As we head into the second presidential debate tonight, there is one thing about which there can be no debate: the American public education system is in crisis.

While the economy has been the central issue of this campaign, both candidates have largely ignored the 800-pound gorilla in the room: our schools are not turning out enough graduates ready to compete in a global workforce or lead the next generation of innovators and entrepreneurs we need for sustained economic growth. A recent Council on Foreign Relations report argued that “large, under-educated swaths of the population damage the ability of the United States to physically defend itself, protect its secure information, conduct diplomacy, and grow its economy.”
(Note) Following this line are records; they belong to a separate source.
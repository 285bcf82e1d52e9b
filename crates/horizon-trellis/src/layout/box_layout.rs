//! Box layout for arranging widgets in a row or column.
//!
//! `BoxLayout` is a thin adapter over a native box sizer: it translates
//! [`LayoutItem`] settings into sizer flags and keeps keyboard navigation
//! in step with the visual order.
//!
//! # Example
//!
//! ```
//! use horizon_trellis::layout::{BoxLayout, LayoutItem};
//! use horizon_trellis::{SizeI, Toolkit, Widget};
//!
//! let toolkit = Toolkit::default();
//! let frame = Widget::top_level(&toolkit, SizeI::new(200, 40)).unwrap();
//! let ok = frame.child(SizeI::new(80, 24)).unwrap();
//! let cancel = frame.child(SizeI::new(80, 24)).unwrap();
//!
//! let row = BoxLayout::hbox_on(&frame).unwrap();
//! &row << LayoutItem::spacer().stretch(1) << ok.layout() << cancel.layout();
//!
//! assert_eq!(row.len(), 3);
//! assert_eq!(frame.children(), vec![ok.id(), cancel.id()]);
//! ```
//!
//! # Append Algorithm
//!
//! Each appended item goes through the same steps in call order:
//!
//! 1. The item is added to the native sizer: a widget as a window entry, a
//!    nested layout as a child sizer, an empty item as a 0×0 spacer. If the
//!    sizer rejects it, nothing else changes.
//! 2. A widget is moved to the end of its parent's tab order, so tabbing
//!    follows the order the layout shows.
//! 3. A nested layout gets the same treatment for every widget it
//!    arranges, recursively.
//! 4. The widget owning the layout, if any, is laid out again.

use std::ops::Shl;

use horizon_trellis_core::{
    HAlign, Orientation, SizeI, SizerChild, SizerFlags, SizerId, SizerItem, Toolkit,
    TrellisConfig, VAlign,
};
use tracing::{debug, error, trace, warn};

use super::item::{Alignment, LayoutItem, LayoutTarget};
use crate::error::{LayoutError, LayoutResult};
use crate::widget::Widget;

/// A row or column of layout items backed by a native box sizer.
///
/// The orientation is fixed at construction. Items can only be appended.
/// Dropping a layout that was never installed destroys its sizer; an
/// installed sizer lives as long as the widget or layout holding it.
#[derive(Debug)]
pub struct BoxLayout {
    toolkit: Toolkit,
    sizer: SizerId,
    orientation: Orientation,
}

impl BoxLayout {
    /// Create an unattached layout.
    pub fn new(toolkit: &Toolkit, orientation: Orientation) -> Self {
        let sizer = toolkit.create_sizer(orientation);
        trace!(target: "horizon_trellis::layout", ?sizer, ?orientation, "created box layout");
        Self {
            toolkit: toolkit.clone(),
            sizer,
            orientation,
        }
    }

    /// Create an unattached horizontal layout.
    pub fn hbox(toolkit: &Toolkit) -> Self {
        Self::new(toolkit, Orientation::Horizontal)
    }

    /// Create an unattached vertical layout.
    pub fn vbox(toolkit: &Toolkit) -> Self {
        Self::new(toolkit, Orientation::Vertical)
    }

    /// Create a horizontal layout installed on `parent`.
    pub fn hbox_on(parent: &Widget) -> LayoutResult<Self> {
        let layout = Self::hbox(parent.toolkit());
        layout.attach(parent)?;
        Ok(layout)
    }

    /// Create a vertical layout installed on `parent`.
    pub fn vbox_on(parent: &Widget) -> LayoutResult<Self> {
        let layout = Self::vbox(parent.toolkit());
        layout.attach(parent)?;
        Ok(layout)
    }

    /// Install this layout as `parent`'s layout manager, replacing and
    /// destroying any previous one.
    pub fn attach(&self, parent: &Widget) -> LayoutResult<()> {
        self.require_sizer()?;
        self.toolkit.set_layout(parent.id(), self.sizer)?;
        debug!(
            target: "horizon_trellis::layout",
            sizer = ?self.sizer,
            parent = ?parent.id(),
            "attached box layout"
        );
        Ok(())
    }

    // =========================================================================
    // Appending
    // =========================================================================

    /// Append an item. Chainable.
    ///
    /// Appending to a layout whose sizer was destroyed together with its
    /// owner is a programming error: it asserts in debug builds and is
    /// logged and ignored otherwise. Use [`try_append`](Self::try_append)
    /// to handle it.
    pub fn append(&self, item: LayoutItem) -> &Self {
        match self.try_append(item) {
            Ok(_) => {}
            Err(LayoutError::MissingSizer(sizer)) => {
                error!(
                    target: "horizon_trellis::layout",
                    ?sizer,
                    "append() on a box layout without a native sizer; item dropped"
                );
                debug_assert!(false, "append() on a box layout without a native sizer");
            }
            Err(err) => {
                warn!(target: "horizon_trellis::layout", %err, "failed to append layout item");
            }
        }
        self
    }

    /// Append an item, reporting a missing sizer or a destroyed widget.
    pub fn try_append(&self, item: LayoutItem) -> LayoutResult<&Self> {
        self.require_sizer()?;
        let flags = sizer_flags(self.orientation, &item, self.toolkit.config());

        let child = match item.target() {
            LayoutTarget::Widget(widget) => SizerChild::Window(widget),
            LayoutTarget::Layout(nested) => SizerChild::Sizer(nested),
            LayoutTarget::Empty => SizerChild::Spacer(SizeI::ZERO),
        };
        self.toolkit.sizer_add(self.sizer, child, flags)?;
        trace!(target: "horizon_trellis::layout", sizer = ?self.sizer, ?child, "appended item");

        match child {
            SizerChild::Window(widget) => self.toolkit.move_to_end_of_tab_order(widget)?,
            SizerChild::Sizer(nested) => {
                for widget in self.toolkit.sizer_windows(nested)? {
                    self.toolkit.move_to_end_of_tab_order(widget)?;
                }
            }
            SizerChild::Spacer(_) => {}
        }

        if let Some(owner) = self.toolkit.owning_widget(self.sizer) {
            self.toolkit.layout(owner)?;
        }
        Ok(self)
    }

    fn require_sizer(&self) -> LayoutResult<()> {
        if self.toolkit.contains_sizer(self.sizer) {
            Ok(())
        } else {
            Err(LayoutError::MissingSizer(self.sizer))
        }
    }

    // =========================================================================
    // Accessors
    // =========================================================================

    #[inline]
    pub fn orientation(&self) -> Orientation {
        self.orientation
    }

    #[inline]
    pub fn sizer_id(&self) -> SizerId {
        self.sizer
    }

    #[inline]
    pub fn toolkit(&self) -> &Toolkit {
        &self.toolkit
    }

    /// Check if the layout is installed on a widget or nested in another
    /// layout.
    pub fn is_attached(&self) -> bool {
        matches!(self.toolkit.sizer_owner(self.sizer), Ok(Some(_)))
    }

    /// Number of appended items.
    pub fn len(&self) -> usize {
        self.items().len()
    }

    pub fn is_empty(&self) -> bool {
        self.len() == 0
    }

    /// The native sizer's entries in order. Empty once the sizer is gone.
    pub fn items(&self) -> Vec<SizerItem> {
        self.toolkit.sizer_items(self.sizer).unwrap_or_default()
    }

    /// A layout item nesting this layout inside another one.
    pub fn layout(&self) -> LayoutItem {
        LayoutItem::nested(self.sizer)
    }
}

impl<'a> Shl<LayoutItem> for &'a BoxLayout {
    type Output = &'a BoxLayout;

    fn shl(self, item: LayoutItem) -> Self::Output {
        self.append(item)
    }
}

impl Drop for BoxLayout {
    fn drop(&mut self) {
        if self.toolkit.release_sizer(self.sizer) {
            trace!(target: "horizon_trellis::layout", sizer = ?self.sizer, "released unattached box layout");
        }
    }
}

/// Create a horizontal layout installed on `parent`.
pub fn hbox(parent: &Widget) -> LayoutResult<BoxLayout> {
    BoxLayout::hbox_on(parent)
}

/// Create a vertical layout installed on `parent`.
pub fn vbox(parent: &Widget) -> LayoutResult<BoxLayout> {
    BoxLayout::vbox_on(parent)
}

// =========================================================================
// Flag translation
// =========================================================================

/// Translate a layout item into native sizer flags for a layout with the
/// given orientation.
pub fn sizer_flags(orientation: Orientation, item: &LayoutItem, config: &TrellisConfig) -> SizerFlags {
    let (h_align, v_align) = match item.alignment() {
        None | Some(Alignment::Left) | Some(Alignment::Top) => (HAlign::Left, VAlign::Top),
        Some(Alignment::Right) => (HAlign::Right, VAlign::Top),
        Some(Alignment::Bottom) => (HAlign::Left, VAlign::Bottom),
        Some(Alignment::CenterHorizontal) => (HAlign::Center, VAlign::Top),
        Some(Alignment::CenterVertical) => (HAlign::Left, VAlign::Center),
        Some(Alignment::Center) => (HAlign::Center, VAlign::Center),
    };
    let v_align = resolve_alignment(orientation, item.is_justified(), v_align);

    let flags = SizerFlags::new()
        .proportion(item.stretch_factor())
        .border(item.resolved_margin(config))
        .align(h_align, v_align);
    if item.is_justified() {
        flags.expand()
    } else {
        flags
    }
}

/// Vertical alignment the native sizer accepts: none (top) in a vertical
/// layout, or in a horizontal layout when the item is justified.
pub fn resolve_alignment(orientation: Orientation, justify: bool, v_align: VAlign) -> VAlign {
    match orientation {
        Orientation::Vertical => VAlign::Top,
        Orientation::Horizontal if justify => VAlign::Top,
        Orientation::Horizontal => v_align,
    }
}

#[cfg(test)]
mod tests {
    use super::*;
    use horizon_trellis_core::{RectI, Sides};

    fn config() -> TrellisConfig {
        TrellisConfig::default().with_default_border(2)
    }

    #[test]
    fn test_flags_from_item() {
        let item = LayoutItem::spacer().center().stretch(3).margin_px((1, 2));
        let flags = sizer_flags(Orientation::Horizontal, &item, &config());
        assert_eq!(flags.h_align, HAlign::Center);
        assert_eq!(flags.v_align, VAlign::Center);
        assert_eq!(flags.proportion, 3);
        assert_eq!(flags.border, Sides::symmetric(1, 2));
        assert!(!flags.expand);
    }

    #[test]
    fn test_vertical_alignment_cleared() {
        let item = LayoutItem::spacer().bottom();
        assert_eq!(
            sizer_flags(Orientation::Vertical, &item, &config()).v_align,
            VAlign::Top
        );
        assert_eq!(
            sizer_flags(Orientation::Horizontal, &item, &config()).v_align,
            VAlign::Bottom
        );

        let justified = item.justify();
        let flags = sizer_flags(Orientation::Horizontal, &justified, &config());
        assert_eq!(flags.v_align, VAlign::Top);
        assert!(flags.expand);
    }

    #[test]
    fn test_horizontal_alignment_kept_in_vertical_layout() {
        let item = LayoutItem::spacer().right().justify();
        let flags = sizer_flags(Orientation::Vertical, &item, &config());
        assert_eq!(flags.h_align, HAlign::Right);
        assert!(flags.expand);
    }

    #[test]
    fn test_spacer_entry() {
        let toolkit = Toolkit::new(config());
        let layout = BoxLayout::hbox(&toolkit);
        layout.append(LayoutItem::spacer().stretch(2));

        let items = layout.items();
        assert_eq!(items.len(), 1);
        assert_eq!(items[0].child, SizerChild::Spacer(SizeI::ZERO));
        assert_eq!(items[0].flags.proportion, 2);
        assert_eq!(items[0].flags.border, Sides::uniform(2));
    }

    #[test]
    fn test_drop_releases_unattached_sizer() {
        let toolkit = Toolkit::default();
        let sizer = {
            let layout = BoxLayout::vbox(&toolkit);
            layout.sizer_id()
        };
        assert!(!toolkit.contains_sizer(sizer));
    }

    #[test]
    fn test_drop_keeps_installed_sizer() {
        let toolkit = Toolkit::default();
        let frame = Widget::top_level(&toolkit, SizeI::new(50, 50)).unwrap();
        let sizer = BoxLayout::vbox_on(&frame).unwrap().sizer_id();
        assert!(toolkit.contains_sizer(sizer));
        assert_eq!(toolkit.layout_of(frame.id()).unwrap(), Some(sizer));
    }

    #[test]
    fn test_append_relayouts_owner() {
        let toolkit = Toolkit::default();
        let frame = Widget::top_level(&toolkit, SizeI::new(100, 40)).unwrap();
        let button = frame.child(SizeI::new(30, 10)).unwrap();

        let row = BoxLayout::hbox_on(&frame).unwrap();
        row.append(button.layout().margin_px(0).stretch(1).justify());
        assert_eq!(button.geometry(), Some(RectI::new(0, 0, 100, 40)));
    }
}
Add to that the fact that nearly one in four children in the United States is now growing up in poverty and the obstacles to improving our education system multiply. Poverty presents challenges to education that most classrooms currently can’t handle. Our schools, even with tougher accountability, higher standards and competition, have neglected to confront the impact of poverty on learning, haven’t properly trained teachers to help students succeed, and instead have lowered expectations for what children can and should achieve.
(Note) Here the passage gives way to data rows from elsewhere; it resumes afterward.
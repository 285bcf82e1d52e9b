//! Canvas widget.
//!
//! A [`Canvas`] is a native child widget with an offscreen
//! [`CanvasSurface`]. Drawing happens through [`Canvas::painter`], which
//! sizes the surface to the widget and asks the toolkit for a repaint; the
//! native paint notification then calls [`Canvas::on_paint`] to blit the
//! bitmap onto the widget's screen.
//!
//! ```
//! use horizon_trellis::{Canvas, Color, SizeI, Toolkit, Widget};
//!
//! let toolkit = Toolkit::default();
//! let frame = Widget::top_level(&toolkit, SizeI::new(64, 64)).unwrap();
//! let mut canvas = Canvas::new(&frame, SizeI::new(32, 32)).unwrap();
//!
//! canvas
//!     .painter()
//!     .fill_color(Color::RED)
//!     .fill_rect(0.0, 0.0, 32.0, 32.0);
//!
//! assert_eq!(toolkit.take_paint_requests(), vec![canvas.id()]);
//! assert!(canvas.on_paint());
//! let screen = toolkit.screen(canvas.id()).unwrap().unwrap();
//! assert_eq!(screen.get_pixel(16, 16).0, [255, 0, 0, 255]);
//! ```

use horizon_trellis_core::{SizeI, TrellisResult, WidgetId};
use horizon_trellis_render::{CanvasSurface, Painter};
use tracing::{debug, trace, warn};

use crate::widget::Widget;

/// A widget drawn with a painter.
#[derive(Debug)]
pub struct Canvas {
    widget: Widget,
    surface: CanvasSurface,
}

impl Canvas {
    /// Create a canvas as a child of `parent`, using the toolkit's
    /// configured backend and background.
    pub fn new(parent: &Widget, best_size: SizeI) -> TrellisResult<Self> {
        let widget = parent.child(best_size)?;
        let mut surface = CanvasSurface::from_config(parent.toolkit().config());
        surface.prepare(widget.size());
        debug!(
            target: "horizon_trellis::canvas",
            id = ?widget.id(),
            backend = %surface.backend_kind(),
            "created canvas"
        );
        Ok(Self { widget, surface })
    }

    #[inline]
    pub fn id(&self) -> WidgetId {
        self.widget.id()
    }

    /// The canvas widget, for layouts and geometry.
    #[inline]
    pub fn widget(&self) -> &Widget {
        &self.widget
    }

    /// The offscreen surface.
    #[inline]
    pub fn surface(&self) -> &CanvasSurface {
        &self.surface
    }

    /// Start drawing.
    ///
    /// The surface is sized to the widget's client area, reallocating it
    /// when the widget was resized, and a repaint is requested. Once the
    /// widget is destroyed the painter ignores every call.
    pub fn painter(&mut self) -> Painter<'_> {
        let id = self.widget.id();
        let toolkit = self.widget.toolkit();
        match toolkit.client_size(id) {
            Ok(size) => {
                if let Err(err) = toolkit.refresh(id) {
                    warn!(target: "horizon_trellis::canvas", ?id, %err, "failed to request repaint");
                }
                self.surface.painter(size)
            }
            Err(_) => {
                if !self.surface.is_destroyed() {
                    warn!(target: "horizon_trellis::canvas", ?id, "painter() on a destroyed canvas");
                    self.surface.destroy();
                }
                self.surface.painter_unchecked()
            }
        }
    }

    /// Handle the native paint notification: flush the surface and copy its
    /// bitmap to the widget's screen. Returns whether anything was copied.
    pub fn on_paint(&mut self) -> bool {
        let id = self.widget.id();
        if !self.widget.is_alive() {
            debug!(target: "horizon_trellis::canvas", ?id, "paint notification for a destroyed canvas");
            self.surface.destroy();
            return false;
        }

        let Some(bitmap) = self.surface.flush() else {
            trace!(target: "horizon_trellis::canvas", ?id, "nothing to paint");
            return false;
        };
        let pixels = bitmap.pixels().clone();
        match self.widget.toolkit().present(id, pixels) {
            Ok(()) => true,
            Err(err) => {
                warn!(target: "horizon_trellis::canvas", ?id, %err, "failed to present canvas");
                false
            }
        }
    }

    /// Destroy the widget and release the surface.
    pub fn destroy(&mut self) {
        self.widget.destroy();
        self.surface.destroy();
    }
}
As a result, just 9 percent of college graduates today come from our poorest families.

The candidates alluded to these challenges in their first meeting, but beyond expressing their support for teachers and higher education, they offered little in the way of actual ideas. This country needs policies over the next four years that help schools re-think how they deliver education to poor children and give those schools the necessary tools to engage, support and motivate students.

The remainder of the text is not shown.